Japanese ballet dancer

Akane Takada (高田 茜, Takada Akane) is a Japanese ballerina and a principal dancer with the Royal Ballet in London. Her lead roles have included the title role in Giselle, Nikiya in La Bayadère, Kitri in Don Quixote, and Aurora in The Sleeping Beauty.

== Early life and education ==
Akane Takada was born 18 April 1990 in Tokyo. She is from the Higashishinkoiwa neighborhood in Katsushika, and began ballet training at the Hiromi Takahashi Ballet Studio in nearby Edogawa at the age of three. When she was twelve years old, a serious knee ligament injury dislocated her patella and interrupted her training for over a year while she physically grew enough to make corrective surgery possible. After winning a scholarship from ballet equipment company Chacott at the National Ballet Association competition, she studied at the Bolshoi Ballet Academy from 2006 to 2008, initially taking the classes for international dancers, but eventually joining the Russian classes. She won both a scholarship and an Audience Favorite prize at the Prix de Lausanne international ballet competition in 2008.

== Career ==

===2008–2015: Apprentice to first soloist ===
Takada joined the Royal Ballet as an apprentice in 2008, then as an artist in 2009. Choreographer Wayne McGregor cast her in his new 2009 ballet Limen. She also performed in a revival of the Frederick Ashton ballet Rhapsody, receiving praise from Sarah Crompton of The Telegraph for her performance as a soloist. Her performance as the Autumn fairy in Cinderella was less well-received, with Zoë Anderson of The Independent noting that "the risky, off-balance quality of the solo has gone missing". In 2011, she re-injured the same knee that she had injured when she was twelve years old, again interrupting her career. In the 2013 production of Onegin, Takada performed the role of Olga, providing "strong support" to the main dancers.

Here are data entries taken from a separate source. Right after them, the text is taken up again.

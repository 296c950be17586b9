// SPDX-License-Identifier: BSD-3-Clause
// Copyright (c) Qualcomm Technologies, Inc. and/or its subsidiaries.

//! MediaTek BROM: the byte-level handshake spoken by the boot ROM, plus
//! the Download Agent command stream that follows once a DA has been
//! uploaded and jumped into.

use crate::error::{QflashError, Result};
use crate::transport::{self, Transport};

const HANDSHAKE_OUT: [u8; 4] = [0xA1, 0xA2, 0xA3, 0xA4];
const DA_ACK: u8 = 0x5A;

const OP_READ32: u8 = 0xD1;
const OP_WRITE32: u8 = 0xD4;
const OP_JUMP_DA: u8 = 0xD5;
const OP_SEND_DA: u8 = 0xD7;

const DA_OP_READ_ERASE_FAMILY: u8 = 0xBD;
const DA_OP_WRITE_FAMILY: u8 = 0xD0;
const DA_SUBOP_READ: u8 = 0x00;
const DA_SUBOP_ERASE: u8 = 0x01;

/// Send one command byte and require it echoed back unmodified before
/// any argument bytes follow.
fn echo_cmd<T: Transport + ?Sized>(t: &mut T, cmd: u8, timeout_ms: u64) -> Result<()> {
    transport::send_all(t, &[cmd], timeout_ms)?;
    let mut echo = [0u8; 1];
    transport::receive_exact(t, &mut echo, timeout_ms)?;
    if echo[0] != cmd {
        return Err(QflashError::Protocol(format!(
            "echo mismatch for command {cmd:#04x}: got {:#04x}",
            echo[0]
        )));
    }
    Ok(())
}

/// The four-byte handshake: send `A1 A2 A3 A4`, expect the bitwise
/// complement of each byte echoed back in turn.
pub fn handshake<T: Transport + ?Sized>(t: &mut T, timeout_ms: u64) -> Result<()> {
    for &byte in &HANDSHAKE_OUT {
        transport::send_all(t, &[byte], timeout_ms)?;
        let mut echo = [0u8; 1];
        transport::receive_exact(t, &mut echo, timeout_ms)?;
        if echo[0] != !byte {
            return Err(QflashError::Protocol(format!(
                "brom handshake mismatch: sent {byte:#04x}, expected echo {:#04x}, got {:#04x}",
                !byte, echo[0]
            )));
        }
    }
    Ok(())
}

/// Read a 32-bit device register.
pub fn read32<T: Transport + ?Sized>(t: &mut T, addr: u32, timeout_ms: u64) -> Result<u32> {
    echo_cmd(t, OP_READ32, timeout_ms)?;
    transport::send_all(t, &addr.to_le_bytes(), timeout_ms)?;
    let mut buf = [0u8; 4];
    transport::receive_exact(t, &mut buf, timeout_ms)?;
    Ok(u32::from_le_bytes(buf))
}

/// Write a 32-bit device register.
pub fn write32<T: Transport + ?Sized>(
    t: &mut T,
    addr: u32,
    value: u32,
    timeout_ms: u64,
) -> Result<()> {
    echo_cmd(t, OP_WRITE32, timeout_ms)?;
    transport::send_all(t, &addr.to_le_bytes(), timeout_ms)?;
    transport::send_all(t, &value.to_le_bytes(), timeout_ms)?;
    Ok(())
}

/// Upload a Download Agent to `load_addr` (commonly `0x4000_0000`).
pub fn send_da<T: Transport + ?Sized>(
    t: &mut T,
    load_addr: u32,
    payload: &[u8],
    sig_size: u32,
    timeout_ms: u64,
) -> Result<()> {
    echo_cmd(t, OP_SEND_DA, timeout_ms)?;
    transport::send_all(t, &load_addr.to_le_bytes(), timeout_ms)?;
    transport::send_all(t, &(payload.len() as u32).to_le_bytes(), timeout_ms)?;
    transport::send_all(t, &sig_size.to_le_bytes(), timeout_ms)?;
    transport::send_all(t, payload, timeout_ms)?;
    Ok(())
}

/// Jump to a previously uploaded DA at `addr`. After this call only
/// DA-level commands (below) are valid on the wire.
pub fn jump_da<T: Transport + ?Sized>(t: &mut T, addr: u32, timeout_ms: u64) -> Result<()> {
    echo_cmd(t, OP_JUMP_DA, timeout_ms)?;
    transport::send_all(t, &addr.to_le_bytes(), timeout_ms)?;
    Ok(())
}

fn da_command_packet(opcode: u8, sub_op: u8, offset: u64, count: u32) -> [u8; 16] {
    let mut pkt = [0u8; 16];
    pkt[0] = opcode;
    pkt[1] = sub_op;
    pkt[2..10].copy_from_slice(&offset.to_le_bytes());
    pkt[10..14].copy_from_slice(&count.to_le_bytes());
    pkt
}

fn expect_da_ack<T: Transport + ?Sized>(t: &mut T, timeout_ms: u64) -> Result<()> {
    let mut status = [0u8; 1];
    transport::receive_exact(t, &mut status, timeout_ms)?;
    if status[0] != DA_ACK {
        return Err(QflashError::Protocol(format!(
            "DA status {:#04x}, expected ACK",
            status[0]
        )));
    }
    Ok(())
}

/// Read `count` 512-byte sectors starting at `offset` through the DA.
pub fn da_read<T: Transport + ?Sized>(
    t: &mut T,
    offset: u64,
    count: u32,
    timeout_ms: u64,
) -> Result<Vec<u8>> {
    let pkt = da_command_packet(DA_OP_READ_ERASE_FAMILY, DA_SUBOP_READ, offset, count);
    transport::send_all(t, &pkt, timeout_ms)?;
    let mut buf = vec![0u8; count as usize * 512];
    let mut bar = pbr::ProgressBar::new(buf.len() as u64);
    bar.set_units(pbr::Units::Bytes);
    transport::receive_exact_with_progress(t, &mut buf, timeout_ms, &mut bar)?;
    bar.finish();
    Ok(buf)
}

/// Write `data` starting at sector `offset` through the DA.
pub fn da_write<T: Transport + ?Sized>(
    t: &mut T,
    offset: u64,
    data: &[u8],
    timeout_ms: u64,
) -> Result<()> {
    let count = (data.len() / 512) as u32;
    let pkt = da_command_packet(DA_OP_WRITE_FAMILY, 0, offset, count);
    transport::send_all(t, &pkt, timeout_ms)?;
    let mut bar = pbr::ProgressBar::new(data.len() as u64);
    bar.set_units(pbr::Units::Bytes);
    transport::send_all_with_progress(t, data, timeout_ms, &mut bar)?;
    bar.finish();
    expect_da_ack(t, timeout_ms)
}

/// Erase `count` sectors starting at `offset` through the DA.
pub fn da_erase<T: Transport + ?Sized>(
    t: &mut T,
    offset: u64,
    count: u32,
    timeout_ms: u64,
) -> Result<()> {
    let pkt = da_command_packet(DA_OP_READ_ERASE_FAMILY, DA_SUBOP_ERASE, offset, count);
    transport::send_all(t, &pkt, timeout_ms)?;
    expect_da_ack(t, timeout_ms)
}

#[cfg(test)]
mod tests {
    use super::*;
    use crate::transport::MockTransport;

    #[test]
    fn handshake_succeeds_on_correct_complement() {
        let mut mock = MockTransport::new();
        for b in HANDSHAKE_OUT {
            mock.push_inbound(vec![!b]);
        }
        assert!(handshake(&mut mock, 1000).is_ok());
    }

    #[test]
    fn handshake_fails_and_stops_on_second_byte_mismatch() {
        let mut mock = MockTransport::new();
        mock.push_inbound(vec![!HANDSHAKE_OUT[0]]);
        mock.push_inbound(vec![0x00]); // wrong
        let res = handshake(&mut mock, 1000);
        assert!(res.is_err());
        // Only the first two bytes were ever sent.
        assert_eq!(mock.outbound.len(), 2);
    }

    #[test]
    fn da_write_requires_ack_status() {
        let mut mock = MockTransport::new();
        mock.push_inbound(vec![DA_ACK]);
        let data = vec![0u8; 512];
        assert!(da_write(&mut mock, 0, &data, 1000).is_ok());
    }
}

In 2014, Takada was promoted to first soloist. Writing for dance magazine DanceView, Jane Simpson contrasted Takada's less exciting performance as Princess Florine in The Sleeping Beauty to her more assertive performance as Aurora, calling Takada's dancing "clear and unornamented" and predicting future success. In December of that year, after dancing the role of Kitri in an afternoon performance of Don Quixote, Takada stepped into the lead role that evening as a mid-performance substitute for Natalia Osipova, who had been injured during the first act. Her performance was praised by Zoë Anderson in The Independent, with the critic observing that Takada's qualities suited "Kitri's mischievous nature". As a first soloist Takada also danced the principal role in Frederick Ashton's The Two Pigeons in 2015.

=== 2016–present: Principal dancer ===

Takada was promoted to principal dancer in 2016 at the age of 26. Vogue Japan named her one of its 2016 Women of the Year. Takada debuted in the lead role in Giselle later that year alongside Thiago Soares, with Clement Crisp of the Financial Times describing her as a "Giselle of subtle power". Takada paired with Steven McRae to dance the roles of Titania and Oberon in the Frederick Ashton ballet The Dream in 2017, with Judith Mackrell of The Guardian commending the pair for their footwork and their distinctively dark portrayal of the characters. Takada performed in another Wayne McGregor piece, titled Infra, in 2018, but her performance was criticized for lacking emotional power and weight despite its technical quality. Later that year, as Nikiya in a production of La Bayadère, Takada again danced with McRae, drawing praise from Laura Freeman of The Spectator for her "air of otherworldly detachment and exquisite lightness of line" but criticism for an ineffective pairing.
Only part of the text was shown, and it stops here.